• _PROBLEM TO WORK ON_
Go through the data below line by line and count those containing the word "every". Reply with the count only.

• _AVAILABLE DATA_
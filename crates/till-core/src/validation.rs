//! # Validation Module
//!
//! Input validation for catalog and coupon data, plus the quantity rule the
//! checkout engine applies to every line item.
//!
//! ## Validation Strategy
//! ```text
//! ┌─────────────────────────────────────────────────────────────────────────┐
//! │                      Validation Layers                                  │
//! │                                                                         │
//! │  Layer 1: Store insert (ProductRepository, InMemoryCatalog, ...)       │
//! │  └── THIS MODULE: validate_product / validate_coupon                   │
//! │           │                                                             │
//! │           ▼                                                             │
//! │  Layer 2: Database (SQLite)                                            │
//! │  ├── NOT NULL / CHECK constraints                                      │
//! │  └── PRIMARY KEY on product id and coupon code                         │
//! │           │                                                             │
//! │           ▼                                                             │
//! │  Layer 3: Checkout                                                     │
//! │  └── validate_quantity on each line, then engine rules                 │
//! └─────────────────────────────────────────────────────────────────────────┘
//! ```
//!
//! ## Usage
//! ```rust
//! use till_core::validation::{validate_coupon_code, validate_quantity};
//!
//! assert!(validate_coupon_code("10OFF").is_ok());
//! assert!(validate_quantity(0).is_err());
//! ```

use crate::error::ValidationError;
use crate::money::Money;
use crate::types::{Coupon, Dimensions, Product};

/// Result type for validation operations.
pub type ValidationResult<T> = Result<T, ValidationError>;

/// Longest product id or coupon code accepted.
pub const MAX_KEY_LENGTH: usize = 64;

/// Longest product description accepted.
pub const MAX_DESCRIPTION_LENGTH: usize = 200;

// =============================================================================
// String Validators
// =============================================================================

fn validate_key(field: &str, value: &str) -> ValidationResult<()> {
    let trimmed = value.trim();

    if trimmed.is_empty() {
        return Err(ValidationError::Required {
            field: field.to_string(),
        });
    }

    if trimmed.len() != value.len() {
        return Err(ValidationError::InvalidFormat {
            field: field.to_string(),
            reason: "must not have leading or trailing whitespace".to_string(),
        });
    }

    if value.len() > MAX_KEY_LENGTH {
        return Err(ValidationError::TooLong {
            field: field.to_string(),
            max: MAX_KEY_LENGTH,
        });
    }

    Ok(())
}

/// Validates a product id.
///
/// ## Rules
/// - Must not be empty
/// - No surrounding whitespace
/// - At most 64 characters
pub fn validate_product_id(id: &str) -> ValidationResult<()> {
    validate_key("product id", id)
}

/// Validates a coupon code. Same rules as product ids.
pub fn validate_coupon_code(code: &str) -> ValidationResult<()> {
    validate_key("coupon code", code)
}

/// Validates a product description (at most 200 characters, may be empty).
pub fn validate_description(description: &str) -> ValidationResult<()> {
    if description.len() > MAX_DESCRIPTION_LENGTH {
        return Err(ValidationError::TooLong {
            field: "description".to_string(),
            max: MAX_DESCRIPTION_LENGTH,
        });
    }

    Ok(())
}

// =============================================================================
// Numeric Validators
// =============================================================================

/// Validates a line item quantity.
///
/// ## Rules
/// - Must be positive (> 0)
///
/// ## User Workflow
/// ```text
/// ┌─────────────────────────────────────────────────────────────────────────┐
/// │  Checkout: for each line item                                          │
/// │                                                                         │
/// │  validate_quantity(item.quantity) ← THIS FUNCTION                      │
/// │       │                                                                 │
/// │       ├── qty <= 0? → CheckoutError::InvalidQuantity                   │
/// │       │                                                                 │
/// │       └── OK → catalog lookup                                          │
/// └─────────────────────────────────────────────────────────────────────────┘
/// ```
pub fn validate_quantity(qty: i64) -> ValidationResult<()> {
    if qty <= 0 {
        return Err(ValidationError::MustBePositive {
            field: "quantity".to_string(),
        });
    }

    Ok(())
}

/// Validates a unit price: finite and >= 0. Zero is allowed (free items).
pub fn validate_price(price: Money) -> ValidationResult<()> {
    if !price.is_finite() {
        return Err(ValidationError::InvalidFormat {
            field: "price".to_string(),
            reason: "must be a finite number".to_string(),
        });
    }

    if price.is_negative() {
        return Err(ValidationError::OutOfRange {
            field: "price".to_string(),
            min: 0,
            max: i64::MAX,
        });
    }

    Ok(())
}

fn validate_positive(field: &str, value: f64) -> ValidationResult<()> {
    if !value.is_finite() {
        return Err(ValidationError::InvalidFormat {
            field: field.to_string(),
            reason: "must be a finite number".to_string(),
        });
    }

    if value <= 0.0 {
        return Err(ValidationError::MustBePositive {
            field: field.to_string(),
        });
    }

    Ok(())
}

/// Validates package dimensions: each side finite and > 0.
///
/// A zero side would make the freight density undefined.
pub fn validate_dimensions(dimensions: &Dimensions) -> ValidationResult<()> {
    validate_positive("height", dimensions.height)?;
    validate_positive("width", dimensions.width)?;
    validate_positive("depth", dimensions.depth)?;
    Ok(())
}

/// Validates a package weight: finite and >= 0.
pub fn validate_weight(weight: f64) -> ValidationResult<()> {
    if !weight.is_finite() {
        return Err(ValidationError::InvalidFormat {
            field: "weight".to_string(),
            reason: "must be a finite number".to_string(),
        });
    }

    if weight < 0.0 {
        return Err(ValidationError::OutOfRange {
            field: "weight".to_string(),
            min: 0,
            max: i64::MAX,
        });
    }

    Ok(())
}

/// Validates a coupon percentage (0-100).
pub fn validate_percentage(percentage: u32) -> ValidationResult<()> {
    if percentage > 100 {
        return Err(ValidationError::OutOfRange {
            field: "percentage".to_string(),
            min: 0,
            max: 100,
        });
    }

    Ok(())
}

// =============================================================================
// Aggregate Validators
// =============================================================================

/// Validates every field of a product before it enters a store.
pub fn validate_product(product: &Product) -> ValidationResult<()> {
    validate_product_id(&product.id)?;
    validate_description(&product.description)?;
    validate_price(product.unit_price)?;
    validate_dimensions(&product.dimensions)?;
    validate_weight(product.weight)?;
    Ok(())
}

/// Validates every field of a coupon before it enters a store.
pub fn validate_coupon(coupon: &Coupon) -> ValidationResult<()> {
    validate_coupon_code(&coupon.code)?;
    validate_percentage(coupon.percentage)?;
    Ok(())
}

// =============================================================================
// Unit Tests
// =============================================================================

#[cfg(test)]
mod tests {
    use super::*;

    #[test]
    fn test_validate_keys() {
        assert!(validate_product_id("product_1").is_ok());
        assert!(validate_coupon_code("10OFF").is_ok());

        assert!(validate_product_id("").is_err());
        assert!(validate_product_id("   ").is_err());
        assert!(validate_product_id(" product_1").is_err());
        assert!(validate_coupon_code(&"A".repeat(65)).is_err());
    }

    #[test]
    fn test_validate_description() {
        assert!(validate_description("").is_ok());
        assert!(validate_description("Product A").is_ok());
        assert!(validate_description(&"A".repeat(201)).is_err());
    }

    #[test]
    fn test_validate_quantity() {
        assert!(validate_quantity(1).is_ok());
        assert!(validate_quantity(1000).is_ok());

        assert!(validate_quantity(0).is_err());
        assert!(validate_quantity(-1).is_err());
    }

    #[test]
    fn test_validate_price() {
        assert!(validate_price(Money::zero()).is_ok());
        assert!(validate_price(Money::new(10.99)).is_ok());
        assert!(validate_price(Money::new(-1.0)).is_err());
        assert!(validate_price(Money::new(f64::NAN)).is_err());
    }

    #[test]
    fn test_validate_dimensions() {
        assert!(validate_dimensions(&Dimensions::new(20.0, 15.0, 10.0)).is_ok());
        assert!(validate_dimensions(&Dimensions::new(0.0, 15.0, 10.0)).is_err());
        assert!(validate_dimensions(&Dimensions::new(20.0, -1.0, 10.0)).is_err());
        assert!(validate_dimensions(&Dimensions::new(20.0, 15.0, f64::NAN)).is_err());
    }

    #[test]
    fn test_validate_weight() {
        assert!(validate_weight(0.0).is_ok());
        assert!(validate_weight(3.0).is_ok());
        assert!(validate_weight(-0.5).is_err());
        assert!(validate_weight(f64::INFINITY).is_err());
    }

    #[test]
    fn test_validate_percentage() {
        assert!(validate_percentage(0).is_ok());
        assert!(validate_percentage(100).is_ok());
        assert!(validate_percentage(101).is_err());
    }

    #[test]
    fn test_validate_product() {
        let product = Product {
            id: "product_1".to_string(),
            description: "Product A".to_string(),
            unit_price: Money::new(10.0),
            dimensions: Dimensions::new(20.0, 15.0, 10.0),
            weight: 1.0,
        };
        assert!(validate_product(&product).is_ok());

        let negative = Product {
            unit_price: Money::new(-0.01),
            ..product
        };
        assert!(validate_product(&negative).is_err());
    }
}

• _WRITTEN SOLUTION_
3